MARCOULE (GARD) ENVOYÉ SPÉCIAL
"C'est une première
mondiale!", insiste Philippe Pradel, directeur de l'énergie
nucléaire du CEA. Selon cet ancien de la Cogema, "le plus difficile
est fait", en termes de manipulation des produits les plus irradiés.
Le chantier, qu'il faisait visiter, jeudi 26 octobre, "n'est pas seulement
un mal nécessaire: il nous permet de faire la preuve que nous pouvons
mettre correctement un terme à la première génération
des centrales nucléaires". Démonstration d'autant plus
attendue que la filière nucléaire française entend
profiter de la conjoncture, favorable à l'étranger à
la relance de ce type d'énergie.
Avec les sites plus
modestes de Grenoble et Fontenay-aux-Roses (Hauts-de-Seine), Marcoule est
donc un laboratoire du démantèlement d'installations nucléaires
et de la gestion des déchets engendrés par des décennies
d'activité.

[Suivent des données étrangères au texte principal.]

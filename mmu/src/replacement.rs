use std::collections::VecDeque;
use std::fmt;
use std::str::FromStr;

/// Chooses which occupied frame gives way when physical memory is full.
///
/// The allocator reports every placement (`loaded`), every hit (`accessed`)
/// and every eviction (`evicted`). `victim` must not change the policy state:
/// the allocator only commits an eviction after validating the answer.
pub trait ReplacementPolicy: Send {
    fn loaded(&mut self, frame: usize);

    fn accessed(&mut self, _frame: usize) {}

    fn evicted(&mut self, _frame: usize) {}

    fn victim(&self, num_frames: usize) -> Option<usize>;

    fn name(&self) -> &'static str;
}

/// Evicts frames in the order their current pages were loaded.
#[derive(Debug, Default, Clone)]
pub struct Fifo {
    queue: VecDeque<usize>,
}

impl ReplacementPolicy for Fifo {
    fn loaded(&mut self, frame: usize) {
        self.queue.retain(|&queued| queued != frame);
        self.queue.push_back(frame);
    }

    fn evicted(&mut self, frame: usize) {
        self.queue.retain(|&queued| queued != frame);
    }

    fn victim(&self, num_frames: usize) -> Option<usize> {
        self.queue.iter().copied().find(|&frame| frame < num_frames)
    }

    fn name(&self) -> &'static str {
        "fifo"
    }
}

/// Evicts the frame touched longest ago, measured by a logical clock.
#[derive(Debug, Default, Clone)]
pub struct Lru {
    clock: u64,
    stamps: Vec<Option<u64>>,
}

impl Lru {
    fn stamp(&mut self, frame: usize) {
        if frame >= self.stamps.len() {
            self.stamps.resize(frame + 1, None);
        }
        self.clock += 1;
        self.stamps[frame] = Some(self.clock);
    }
}

impl ReplacementPolicy for Lru {
    fn loaded(&mut self, frame: usize) {
        self.stamp(frame);
    }

    fn accessed(&mut self, frame: usize) {
        self.stamp(frame);
    }

    fn evicted(&mut self, frame: usize) {
        if let Some(stamp) = self.stamps.get_mut(frame) {
            *stamp = None;
        }
    }

    fn victim(&self, num_frames: usize) -> Option<usize> {
        self.stamps
            .iter()
            .take(num_frames)
            .enumerate()
            .filter_map(|(frame, stamp)| stamp.map(|stamp| (frame, stamp)))
            .min_by_key(|&(_, stamp)| stamp)
            .map(|(frame, _)| frame)
    }

    fn name(&self) -> &'static str {
        "lru"
    }
}

/// Sweeps a hand over the frames in ascending order.
#[derive(Debug, Default, Clone)]
pub struct RoundRobin {
    hand: usize,
}

impl ReplacementPolicy for RoundRobin {
    fn loaded(&mut self, _frame: usize) {}

    fn evicted(&mut self, frame: usize) {
        self.hand = frame + 1;
    }

    fn victim(&self, num_frames: usize) -> Option<usize> {
        if num_frames == 0 {
            return None;
        }
        Some(self.hand % num_frames)
    }

    fn name(&self) -> &'static str {
        "round-robin"
    }
}

#[derive(Debug, Clone, Copy, PartialEq, Eq, Default)]
pub enum PolicyKind {
    #[default]
    Fifo,
    Lru,
    RoundRobin,
}

impl PolicyKind {
    pub fn build(self) -> Box<dyn ReplacementPolicy> {
        match self {
            PolicyKind::Fifo => Box::new(Fifo::default()),
            PolicyKind::Lru => Box::new(Lru::default()),
            PolicyKind::RoundRobin => Box::new(RoundRobin::default()),
        }
    }
}

#[derive(Debug, Clone, PartialEq, Eq)]
pub struct UnknownPolicy(pub String);

impl fmt::Display for UnknownPolicy {
    fn fmt(&self, f: &mut fmt::Formatter<'_>) -> fmt::Result {
        write!(
            f,
            "unknown replacement policy '{}' (expected fifo, lru or round-robin)",
            self.0
        )
    }
}

impl std::error::Error for UnknownPolicy {}

impl FromStr for PolicyKind {
    type Err = UnknownPolicy;

    fn from_str(s: &str) -> Result<Self, Self::Err> {
        match s.to_ascii_lowercase().as_str() {
            "fifo" => Ok(PolicyKind::Fifo),
            "lru" => Ok(PolicyKind::Lru),
            "round-robin" | "roundrobin" | "rr" => Ok(PolicyKind::RoundRobin),
            _ => Err(UnknownPolicy(s.to_string())),
        }
    }
}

Le "gros morceau" est l'usine de plutonium no
1 (UP1), où fut séparé l'ingrédient essentiel
de la force de frappe française, issu des réacteurs
plutonigènes de la filière graphite-gaz.
La radioactivité
omniprésente impose des précautions de tous les instants.
Dans un atelier où l'on produisait des lingots de plutonium, deux
ouvriers aux allures de Bibendum scient un tube d'acier. Couverts d'une
combinaison rose étanche, gonflée pour que la surpression
interdise tout contact avec des particules radioactives, ils ne peuvent
travailler que deux heures par jour.
60.000 FÛTS À "EMBALLER"
Parfois, des robots
prennent le relais. Pour assainir une salle de filtration des gaz de ventilation,
deux chenillettes dotées d'un bras articulé, commandées
à distance, se partagent le travail : l'une tient une tôle,
que l'autre découpe, sous l'oeil de la caméra d'un petit
robot explorateur. Les machines sont lentes : il faudra cinq ans pour ce
seul local. Afin d'accélérer les opérations, des caméras
gamma ont été mises au point. Elles sont capables de détecter
à distance les "points chauds", à travers l'acier des canalisations
et des fûts.
Dès l'origine,
UP1 a produit des déchets radioactifs, coulés alors dans
de simples fûts pétroliers. La pratique était de les
immerger en mer. Quand des traités internationaux ont mis fin à
ce mode de "gestion", les fûts ont été empilés
dans des casemates. Il en reste 60.000 à emballer dans de nouvelles
coques d'inox. Soit trente ans d'activité.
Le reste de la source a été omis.